• _Task directions_
What lines below include the string "integer"? Pick them out and copy them.

Saved entries:
-*-*-

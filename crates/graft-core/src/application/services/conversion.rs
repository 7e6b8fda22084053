//! Type conversion registry.
//!
//! Converters are keyed by (source type, destination type). Lookup tries the
//! exact pair first, then walks both supertype chains and picks the pair with
//! the smallest combined distance. Converters can also be registered under an
//! id and referenced from field rules.

use std::collections::HashMap;
use std::fmt;
use std::sync::Arc;

use chrono::{NaiveDate, NaiveDateTime};
use tracing::debug;

use crate::domain::{DomainError, ObjectArena, TypeCatalog, TypeName, Value, format_date};

// ── Converter ────────────────────────────────────────────────────────────────

/// Everything a converter may look at besides the value itself.
pub struct ConversionContext<'a> {
    pub arena: &'a mut ObjectArena,
    /// Effective date format of the binding being executed.
    pub date_format: &'a str,
    /// Destination field path, for error messages.
    pub field: &'a str,
}

/// Converts one value. The error string becomes the `reason` of a
/// conversion error.
pub trait Converter: Send + Sync {
    fn convert(&self, value: &Value, ctx: &mut ConversionContext<'_>) -> Result<Value, String>;
}

/// Adapts a closure into a [`Converter`].
pub struct FnConverter<F>(pub F);

impl<F> FnConverter<F>
where
    F: Fn(&Value, &mut ConversionContext<'_>) -> Result<Value, String> + Send + Sync,
{
    pub fn new(f: F) -> Self {
        Self(f)
    }
}

impl<F> Converter for FnConverter<F>
where
    F: Fn(&Value, &mut ConversionContext<'_>) -> Result<Value, String> + Send + Sync,
{
    fn convert(&self, value: &Value, ctx: &mut ConversionContext<'_>) -> Result<Value, String> {
        (self.0)(value, ctx)
    }
}

/// A registered converter together with the pair it was registered for.
#[derive(Clone)]
pub struct ConversionEntry {
    pub source: TypeName,
    pub destination: TypeName,
    pub converter: Arc<dyn Converter>,
    pub builtin: bool,
}

impl fmt::Debug for ConversionEntry {
    fn fmt(&self, f: &mut fmt::Formatter<'_>) -> fmt::Result {
        f.debug_struct("ConversionEntry")
            .field("source", &self.source)
            .field("destination", &self.destination)
            .field("builtin", &self.builtin)
            .finish()
    }
}

// ── Registry ─────────────────────────────────────────────────────────────────

/// Built-in plus user converters. Immutable once the mapper is initialized.
#[derive(Clone, Default)]
pub struct ConversionRegistry {
    by_pair: HashMap<(TypeName, TypeName), Arc<ConversionEntry>>,
    by_id: HashMap<String, Arc<dyn Converter>>,
}

impl ConversionRegistry {
    /// Empty registry without built-ins.
    pub fn new() -> Self {
        Self::default()
    }

    /// Registry preloaded with the scalar built-ins.
    pub fn with_builtins() -> Self {
        let mut registry = Self::new();
        for (source, destination, f) in BUILTINS {
            registry.by_pair.insert(
                (TypeName::new(source), TypeName::new(destination)),
                Arc::new(ConversionEntry {
                    source: TypeName::new(source),
                    destination: TypeName::new(destination),
                    converter: Arc::new(Builtin(*f)),
                    builtin: true,
                }),
            );
        }
        registry
    }

    /// Register a converter for a pair. Replaces any earlier converter for
    /// the same pair, built-in or not.
    pub fn register(
        &mut self,
        source: impl Into<TypeName>,
        destination: impl Into<TypeName>,
        converter: Arc<dyn Converter>,
    ) {
        let source = source.into();
        let destination = destination.into();
        debug!(%source, %destination, "Registering converter");
        self.by_pair.insert(
            (source.clone(), destination.clone()),
            Arc::new(ConversionEntry {
                source,
                destination,
                converter,
                builtin: false,
            }),
        );
    }

    /// Register a closure for a pair.
    pub fn register_fn<F>(&mut self, source: impl Into<TypeName>, destination: impl Into<TypeName>, f: F)
    where
        F: Fn(&Value, &mut ConversionContext<'_>) -> Result<Value, String> + Send + Sync + 'static,
    {
        self.register(source, destination, Arc::new(FnConverter(f)));
    }

    /// Register a converter that field rules reference by id.
    pub fn register_id(&mut self, id: impl Into<String>, converter: Arc<dyn Converter>) {
        self.by_id.insert(id.into(), converter);
    }

    pub fn by_id(&self, id: &str) -> Result<Arc<dyn Converter>, DomainError> {
        self.by_id
            .get(id)
            .cloned()
            .ok_or_else(|| DomainError::UnknownConverter { id: id.to_owned() })
    }

    pub fn has_id(&self, id: &str) -> bool {
        self.by_id.contains_key(id)
    }

    /// Exact-pair lookup only.
    pub fn exact(&self, source: &TypeName, destination: &TypeName) -> Option<Arc<ConversionEntry>> {
        self.by_pair
            .get(&(source.clone(), destination.clone()))
            .cloned()
    }

    /// Closest converter for `source -> destination`.
    ///
    /// Candidates are every (ancestor of source, ancestor of destination)
    /// pair with a registered converter, scored by the sum of both
    /// distances. Two distinct pairs sharing the lowest score are ambiguous.
    pub fn find(
        &self,
        catalog: &TypeCatalog,
        source: &TypeName,
        destination: &TypeName,
    ) -> Result<Option<Arc<ConversionEntry>>, DomainError> {
        if let Some(entry) = self.exact(source, destination) {
            return Ok(Some(entry));
        }

        let source_chain = catalog.ancestors(source);
        let destination_chain = catalog.ancestors(destination);

        let mut best: Option<usize> = None;
        let mut winners: Vec<Arc<ConversionEntry>> = Vec::new();
        for (s, ds) in &source_chain {
            for (d, dd) in &destination_chain {
                let Some(entry) = self.exact(s, d) else {
                    continue;
                };
                let score = ds + dd;
                match best {
                    Some(b) if score > b => {}
                    Some(b) if score == b => winners.push(entry),
                    _ => {
                        best = Some(score);
                        winners = vec![entry];
                    }
                }
            }
        }

        match winners.len() {
            0 => Ok(None),
            1 => Ok(winners.pop()),
            _ => Err(DomainError::AmbiguousConverter {
                source_type: source.to_string(),
                destination: destination.to_string(),
                candidates: winners
                    .iter()
                    .map(|e| format!("{} -> {}", e.source, e.destination))
                    .collect::<Vec<_>>()
                    .join(", "),
            }),
        }
    }

    pub fn len(&self) -> usize {
        self.by_pair.len()
    }

    pub fn is_empty(&self) -> bool {
        self.by_pair.is_empty()
    }
}

impl fmt::Debug for ConversionRegistry {
    fn fmt(&self, f: &mut fmt::Formatter<'_>) -> fmt::Result {
        let mut pairs: Vec<String> = self
            .by_pair
            .keys()
            .map(|(s, d)| format!("{s} -> {d}"))
            .collect();
        pairs.sort();
        let mut ids: Vec<&String> = self.by_id.keys().collect();
        ids.sort();
        f.debug_struct("ConversionRegistry")
            .field("pairs", &pairs)
            .field("ids", &ids)
            .finish()
    }
}

// ── Built-ins ────────────────────────────────────────────────────────────────

type BuiltinFn = fn(&Value, &mut ConversionContext<'_>) -> Result<Value, String>;

struct Builtin(BuiltinFn);

impl Converter for Builtin {
    fn convert(&self, value: &Value, ctx: &mut ConversionContext<'_>) -> Result<Value, String> {
        (self.0)(value, ctx)
    }
}

const BUILTINS: &[(&str, &str, BuiltinFn)] = &[
    ("string", "int", string_to_int),
    ("string", "float", string_to_float),
    ("string", "bool", string_to_bool),
    ("string", "date", string_to_date),
    ("int", "string", to_string),
    ("float", "string", to_string),
    ("bool", "string", to_string),
    ("date", "string", date_to_string),
    ("int", "float", int_to_float),
    ("float", "int", float_to_int),
    ("bool", "int", bool_to_int),
];

fn unexpected(expected: &str, value: &Value) -> String {
    format!("expected {expected}, found {}", value.kind_name())
}

fn text(value: &Value) -> Result<&str, String> {
    value.as_str().ok_or_else(|| unexpected("string", value))
}

fn string_to_int(value: &Value, _: &mut ConversionContext<'_>) -> Result<Value, String> {
    let s = text(value)?;
    s.trim()
        .parse::<i64>()
        .map(Value::Int)
        .map_err(|e| format!("'{s}' is not an integer: {e}"))
}

fn string_to_float(value: &Value, _: &mut ConversionContext<'_>) -> Result<Value, String> {
    let s = text(value)?;
    s.trim()
        .parse::<f64>()
        .map(Value::Float)
        .map_err(|e| format!("'{s}' is not a number: {e}"))
}

fn string_to_bool(value: &Value, _: &mut ConversionContext<'_>) -> Result<Value, String> {
    let s = text(value)?;
    match s.trim().to_ascii_lowercase().as_str() {
        "true" | "yes" | "on" | "1" => Ok(Value::Bool(true)),
        "false" | "no" | "off" | "0" => Ok(Value::Bool(false)),
        _ => Err(format!("'{s}' is not a boolean")),
    }
}

fn string_to_date(value: &Value, ctx: &mut ConversionContext<'_>) -> Result<Value, String> {
    let s = text(value)?.trim();
    NaiveDateTime::parse_from_str(s, ctx.date_format)
        .or_else(|_| {
            NaiveDate::parse_from_str(s, ctx.date_format)
                .map(|d| d.and_time(chrono::NaiveTime::MIN))
        })
        .map(Value::Date)
        .map_err(|e| format!("'{s}' does not match date format '{}': {e}", ctx.date_format))
}

fn date_to_string(value: &Value, ctx: &mut ConversionContext<'_>) -> Result<Value, String> {
    match value {
        Value::Date(d) => format_date(d, ctx.date_format)
            .map(Value::Str)
            .ok_or_else(|| format!("date format '{}' cannot render {d}", ctx.date_format)),
        other => Err(unexpected("date", other)),
    }
}

fn to_string(value: &Value, _: &mut ConversionContext<'_>) -> Result<Value, String> {
    match value {
        Value::Int(i) => Ok(Value::Str(i.to_string())),
        Value::Float(f) => Ok(Value::Str(f.to_string())),
        Value::Bool(b) => Ok(Value::Str(b.to_string())),
        other => Err(unexpected("int, float or bool", other)),
    }
}

fn int_to_float(value: &Value, _: &mut ConversionContext<'_>) -> Result<Value, String> {
    match value {
        Value::Int(i) => Ok(Value::Float(*i as f64)),
        other => Err(unexpected("int", other)),
    }
}

// Truncates toward zero; non-finite and out-of-range values fail.
fn float_to_int(value: &Value, _: &mut ConversionContext<'_>) -> Result<Value, String> {
    match value {
        Value::Float(f) if f.is_finite() && *f >= i64::MIN as f64 && *f < i64::MAX as f64 => {
            Ok(Value::Int(f.trunc() as i64))
        }
        Value::Float(f) => Err(format!("{f} does not fit in an integer")),
        other => Err(unexpected("float", other)),
    }
}

fn bool_to_int(value: &Value, _: &mut ConversionContext<'_>) -> Result<Value, String> {
    match value {
        Value::Bool(b) => Ok(Value::Int(i64::from(*b))),
        other => Err(unexpected("bool", other)),
    }
}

-*-*-

• _Written solution_
        .map_err(|e| format!("'{s}' is not an integer: {e}"))
        Value::Float(f) => Err(format!("{f} does not fit in an integer")),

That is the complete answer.